[Extracted records]
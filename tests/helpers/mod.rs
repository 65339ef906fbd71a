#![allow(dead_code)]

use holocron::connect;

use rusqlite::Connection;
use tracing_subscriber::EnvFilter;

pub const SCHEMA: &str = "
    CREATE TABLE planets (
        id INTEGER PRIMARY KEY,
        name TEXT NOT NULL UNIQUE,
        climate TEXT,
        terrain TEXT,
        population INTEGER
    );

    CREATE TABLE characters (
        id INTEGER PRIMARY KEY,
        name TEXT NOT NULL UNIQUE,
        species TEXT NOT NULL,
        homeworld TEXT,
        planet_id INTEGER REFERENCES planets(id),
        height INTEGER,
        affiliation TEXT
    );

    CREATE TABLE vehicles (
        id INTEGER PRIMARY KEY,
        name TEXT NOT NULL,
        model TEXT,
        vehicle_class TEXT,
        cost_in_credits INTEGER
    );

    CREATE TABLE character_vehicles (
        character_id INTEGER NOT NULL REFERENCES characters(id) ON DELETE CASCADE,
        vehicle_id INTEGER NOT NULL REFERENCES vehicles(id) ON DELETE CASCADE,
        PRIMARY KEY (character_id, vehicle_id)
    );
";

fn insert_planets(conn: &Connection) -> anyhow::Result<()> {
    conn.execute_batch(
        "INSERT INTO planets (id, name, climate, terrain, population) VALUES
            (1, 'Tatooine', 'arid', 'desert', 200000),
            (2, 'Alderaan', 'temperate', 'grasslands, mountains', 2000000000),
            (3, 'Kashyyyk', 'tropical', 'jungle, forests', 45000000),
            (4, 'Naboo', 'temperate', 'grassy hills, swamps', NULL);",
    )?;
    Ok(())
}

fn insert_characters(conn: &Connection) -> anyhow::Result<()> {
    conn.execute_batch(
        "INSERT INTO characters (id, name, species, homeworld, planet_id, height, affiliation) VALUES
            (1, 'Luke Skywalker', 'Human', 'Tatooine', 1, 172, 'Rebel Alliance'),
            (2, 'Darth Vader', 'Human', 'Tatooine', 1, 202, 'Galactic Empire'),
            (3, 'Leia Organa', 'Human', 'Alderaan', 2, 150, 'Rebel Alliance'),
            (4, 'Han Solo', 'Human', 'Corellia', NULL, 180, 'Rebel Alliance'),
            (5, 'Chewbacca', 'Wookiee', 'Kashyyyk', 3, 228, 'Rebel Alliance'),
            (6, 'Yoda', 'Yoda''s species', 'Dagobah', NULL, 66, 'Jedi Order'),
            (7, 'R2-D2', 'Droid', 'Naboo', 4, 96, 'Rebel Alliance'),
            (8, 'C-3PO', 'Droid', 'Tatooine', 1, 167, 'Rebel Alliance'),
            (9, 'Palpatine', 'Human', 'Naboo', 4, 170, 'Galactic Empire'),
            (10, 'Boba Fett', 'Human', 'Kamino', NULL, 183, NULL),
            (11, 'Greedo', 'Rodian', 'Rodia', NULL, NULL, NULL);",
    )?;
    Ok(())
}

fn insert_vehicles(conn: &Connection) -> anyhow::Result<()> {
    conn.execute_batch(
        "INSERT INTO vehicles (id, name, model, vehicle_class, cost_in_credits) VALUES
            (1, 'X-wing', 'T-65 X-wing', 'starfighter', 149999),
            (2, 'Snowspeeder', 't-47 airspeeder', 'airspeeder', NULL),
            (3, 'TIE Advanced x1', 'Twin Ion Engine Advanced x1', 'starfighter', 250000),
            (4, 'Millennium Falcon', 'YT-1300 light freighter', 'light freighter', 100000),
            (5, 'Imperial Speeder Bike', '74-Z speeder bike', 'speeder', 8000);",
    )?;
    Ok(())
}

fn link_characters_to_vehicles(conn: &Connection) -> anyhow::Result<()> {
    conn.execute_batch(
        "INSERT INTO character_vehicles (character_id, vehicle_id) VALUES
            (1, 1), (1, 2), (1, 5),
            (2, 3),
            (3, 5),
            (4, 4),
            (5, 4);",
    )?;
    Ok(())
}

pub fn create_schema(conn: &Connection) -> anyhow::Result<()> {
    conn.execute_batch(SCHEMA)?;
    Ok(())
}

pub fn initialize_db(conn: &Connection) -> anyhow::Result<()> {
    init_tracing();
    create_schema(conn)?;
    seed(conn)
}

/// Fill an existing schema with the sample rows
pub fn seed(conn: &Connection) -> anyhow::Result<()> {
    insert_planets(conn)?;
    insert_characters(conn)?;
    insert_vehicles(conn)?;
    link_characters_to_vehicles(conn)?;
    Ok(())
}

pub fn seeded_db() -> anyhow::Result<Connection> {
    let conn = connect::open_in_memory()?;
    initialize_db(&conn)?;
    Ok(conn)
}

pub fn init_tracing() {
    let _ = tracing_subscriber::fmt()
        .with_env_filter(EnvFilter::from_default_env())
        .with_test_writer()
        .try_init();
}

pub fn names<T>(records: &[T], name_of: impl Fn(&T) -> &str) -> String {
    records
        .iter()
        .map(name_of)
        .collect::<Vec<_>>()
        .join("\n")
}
[/Extracted records]
#### Exercise directions:
Going down the listing above, begin printing at the line with "(2, 'Darth Vader', 'Human', 'Tatooine', 1, 202, 'Galactic" and finish with the line with "the sample rows", exactly as they appear.

#### Completed exercise:
            (2, 'Darth Vader', 'Human', 'Tatooine', 1, 202, 'Galactic Empire'),
            (3, 'Leia Organa', 'Human', 'Alderaan', 2, 150, 'Rebel Alliance'),
            (4, 'Han Solo', 'Human', 'Corellia', NULL, 180, 'Rebel Alliance'),
            (5, 'Chewbacca', 'Wookiee', 'Kashyyyk', 3, 228, 'Rebel Alliance'),
            (6, 'Yoda', 'Yoda''s species', 'Dagobah', NULL, 66, 'Jedi Order'),
            (7, 'R2-D2', 'Droid', 'Naboo', 4, 96, 'Rebel Alliance'),
            (8, 'C-3PO', 'Droid', 'Tatooine', 1, 167, 'Rebel Alliance'),
            (9, 'Palpatine', 'Human', 'Naboo', 4, 170, 'Galactic Empire'),
            (10, 'Boba Fett', 'Human', 'Kamino', NULL, 183, NULL),
            (11, 'Greedo', 'Rodian', 'Rodia', NULL, NULL, NULL);",
    )?;
    Ok(())
}

fn insert_vehicles(conn: &Connection) -> anyhow::Result<()> {
    conn.execute_batch(
        "INSERT INTO vehicles (id, name, model, vehicle_class, cost_in_credits) VALUES
            (1, 'X-wing', 'T-65 X-wing', 'starfighter', 149999),
            (2, 'Snowspeeder', 't-47 airspeeder', 'airspeeder', NULL),
            (3, 'TIE Advanced x1', 'Twin Ion Engine Advanced x1', 'starfighter', 250000),
            (4, 'Millennium Falcon', 'YT-1300 light freighter', 'light freighter', 100000),
            (5, 'Imperial Speeder Bike', '74-Z speeder bike', 'speeder', 8000);",
    )?;
    Ok(())
}

fn link_characters_to_vehicles(conn: &Connection) -> anyhow::Result<()> {
    conn.execute_batch(
        "INSERT INTO character_vehicles (character_id, vehicle_id) VALUES
            (1, 1), (1, 2), (1, 5),
            (2, 3),
            (3, 5),
            (4, 4),
            (5, 4);",
    )?;
    Ok(())
}

pub fn create_schema(conn: &Connection) -> anyhow::Result<()> {
    conn.execute_batch(SCHEMA)?;
    Ok(())
}

pub fn initialize_db(conn: &Connection) -> anyhow::Result<()> {
    init_tracing();
    create_schema(conn)?;
    seed(conn)
}

/// Fill an existing schema with the sample rows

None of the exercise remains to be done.